Carlson Column
There is nothing like pre-planning your funeral to gain the peace of mind that then allows one to concentrate on other important quality-of-life issues, like eating as many Hostess Ding Dongs as possible between now and the time when …
Well, you know.
Besides, when my time comes — and something tells me that it will — pre-planning will keep my family members from needlessly buying me some incredibly snazzy send-off, simply to assuage their numbing sense of loss and grief.
On the other hand, if their sense of loss and grief is less numbing than I had anticipated, this will also prevent me from ending up as a visual aid down at Skip’s School of the Mortuary Arts.
This is not to say that I have pre-planned my own funeral, however.
After all, being only 59, I figure I have a good 80 or 90 years left, so what’s the rush?
Besides, I can’t escape the feeling that once you walk out that funeral home door, a check mark appears alongside your name on some cosmic order blank marked, “Ready for delivery.”
Then a piano falls on you.
Still, I occasionally find myself in the pre-planning mode, driving past some beautiful little country cemetery and thinking, “Now there’s a nifty spot!”
Then I remember that, unless death is considerably more interesting than I suspect it is, niftiness is liable to be less of a priority for me then than it is now.
That’s when I think, OK. Just bury me with my relatives up in northern Ohio, or my wife’s relatives out in Illinois.

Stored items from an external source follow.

// Copyright 2020 - developers of the `grammers` project.
//
// Licensed under the Apache License, Version 2.0 <LICENSE-APACHE or
// https://www.apache.org/licenses/LICENSE-2.0> or the MIT license
// <LICENSE-MIT or https://opensource.org/licenses/MIT>, at your
// option. This file may not be copied, modified, or distributed
// except according to those terms.
use chrono::{DateTime, Utc};

use super::{Chat, RegexMatch, User};

/// Media attached to a message.
///
/// A message carries at most one of these.
#[derive(Clone, Debug, PartialEq)]
pub enum Media {
    Audio,
    Document,
    Photo,
    Sticker,
    Video,
    Animation,
    Voice,
    VideoNote,
    Contact { phone_number: String },
    Location { latitude: f64, longitude: f64 },
    Venue { title: String },
    Poll { question: String },
    Game { title: String },
    Dice { emoji: String, value: i32 },
    WebPage { url: String },
}

impl Media {
    /// Whether this is one of the kinds considered "media" by [`crate::filters::media`]:
    /// audio, document, photo, sticker, video, animation, voice, video note, contact,
    /// location, venue or poll.
    ///
    /// Games, dice and web page previews are not.
    pub fn is_media_kind(&self) -> bool {
        !matches!(self, Self::Game { .. } | Self::Dice { .. } | Self::WebPage { .. })
    }
}

/// The event a service message describes.
#[derive(Clone, Debug, PartialEq)]
pub enum ServiceAction {
    NewChatMembers(Vec<User>),
    LeftChatMember(User),
    NewChatTitle(String),
    NewChatPhoto,
    DeleteChatPhoto,
    GroupChatCreated,
    SupergroupChatCreated,
    ChannelChatCreated,
    MigrateToChatId(i64),
    MigrateFromChatId(i64),
    PinnedMessage(i32),
    GameHighScore(i32),
    VideoChatStarted,
    VideoChatEnded,
    VideoChatMembersInvited(Vec<User>),
}

/// Additional interface options attached to a message.
#[derive(Clone, Debug, PartialEq)]
pub enum ReplyMarkup {
    /// Rows of buttons shown below the message itself, by their text.
    InlineKeyboard(Vec<Vec<String>>),
    /// Rows of buttons replacing the user's keyboard, by their text.
    ReplyKeyboard(Vec<Vec<String>>),
    ReplyKeyboardRemove,
    ForceReply,
}

/// A message, either sent, received or edited.
#[derive(Clone, Debug, Default)]
pub struct Message {
    pub id: i32,
    pub date: DateTime<Utc>,
    pub text: Option<String>,
    pub caption: Option<String>,
    /// The sender, or `None` for messages sent on behalf of a channel.
    pub from_user: Option<User>,
    pub chat: Option<Chat>,
    /// Whether the logged-in account sent this message.
    ///
    /// Messages sent to Saved Messages are not considered outgoing.
    pub outgoing: bool,
    pub reply_to_message_id: Option<i32>,
    pub forward_date: Option<DateTime<Utc>>,
    pub forward_from_chat: Option<Chat>,
    pub media: Option<Media>,
    pub action: Option<ServiceAction>,
    pub media_group_id: Option<String>,
    pub has_media_spoiler: bool,
    pub reply_markup: Option<ReplyMarkup>,
    pub mentioned: bool,
    pub via_bot: Option<User>,
    pub scheduled: bool,
    pub from_scheduled: bool,

    /// The command and its arguments, set by [`crate::filters::command`] when it matches.
    ///
    /// The first item is the matched command without prefix, the rest are its arguments.
    pub command: Option<Vec<String>>,
    /// The matches found by [`crate::filters::regex`], if any.
    pub matches: Option<Vec<RegexMatch>>,
}

impl Message {
    /// Creates a text message with the given identifier.
    pub fn with_text(id: i32, text: impl Into<String>) -> Self {
        Self {
            id,
            text: Some(text.into()),
            ..Self::default()
        }
    }

    /// The text of the message, or its caption if the text is empty.
    ///
    /// Empty strings are treated the same as missing ones.
    pub fn text_or_caption(&self) -> Option<&str> {
        self.text
            .as_deref()
            .filter(|text| !text.is_empty())
            .or_else(|| self.caption.as_deref().filter(|caption| !caption.is_empty()))
    }

    /// Whether this is a service message (members joining, title changes, pins, etc.).
    pub fn is_service(&self) -> bool {
        self.action.is_some()
    }
}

But then I think, why? Are we going to be getting together for pinochle games?
Finally, I remember that old self-development mantra, “Bloom where you are planted.” Bury me anywhere convenient and I’ll be as happy as can be, under the circumstances.

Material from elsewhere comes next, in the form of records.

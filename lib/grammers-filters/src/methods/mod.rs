// Copyright 2020 - developers of the `grammers` project.
//
// Licensed under the Apache License, Version 2.0 <LICENSE-APACHE or
// https://www.apache.org/licenses/LICENSE-2.0> or the MIT license
// <LICENSE-MIT or https://opensource.org/licenses/MIT>, at your
// option. This file may not be copied, modified, or distributed
// except according to those terms.

//! Request builders for the few methods that bots commonly combine with filters.
//!
//! This crate does not talk to Telegram. The requests are handed to an [`Invoker`], which is
//! expected to serialize them, send them, and parse the response back into [`Message`]s.
mod dice;
mod search;

use futures_util::future::BoxFuture;

use crate::InvocationError;
use crate::update::Message;

pub use dice::{DiceEmoji, SendDice, send_dice};
pub use search::{MAX_LIMIT, MessagesFilter, SearchIter, SearchMessages};

/// The connection through which requests are sent.
pub trait Invoker: Send + Sync {
    /// Send a dice message, returning the message that was sent, if the response contained it.
    fn send_dice<'a>(
        &'a self,
        request: &'a SendDice,
    ) -> BoxFuture<'a, Result<Option<Message>, InvocationError>>;

    /// Fetch up to `limit` messages matching the search, skipping the first `offset` results.
    fn search_chunk<'a>(
        &'a self,
        request: &'a SearchMessages,
        offset: usize,
        limit: usize,
    ) -> BoxFuture<'a, Result<Vec<Message>, InvocationError>>;
}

After awhile, though, all that seems like lots to worry about, so I switch over to the lighter side of pre-planning funerals — my fantasy memorial service.
I want music by George Jones and the Kinks.
Also, I want my coffin lid hinged by a standard spiral binder, like a professional reporter’s notebook.
As for the ceremony itself, I wish to be carried through the newsroom by ranks of wailing editors, who will line up with their pens drawn to give me the ultimate newspaperman’s tribute — the 21 Bic salute.
Also, I want the minister to sprinkle newspaper terms throughout my eulogy, ending with, “How about that? He finally met a deadline that even he couldn’t miss.”
John Carlson is a features writer for The Star Press.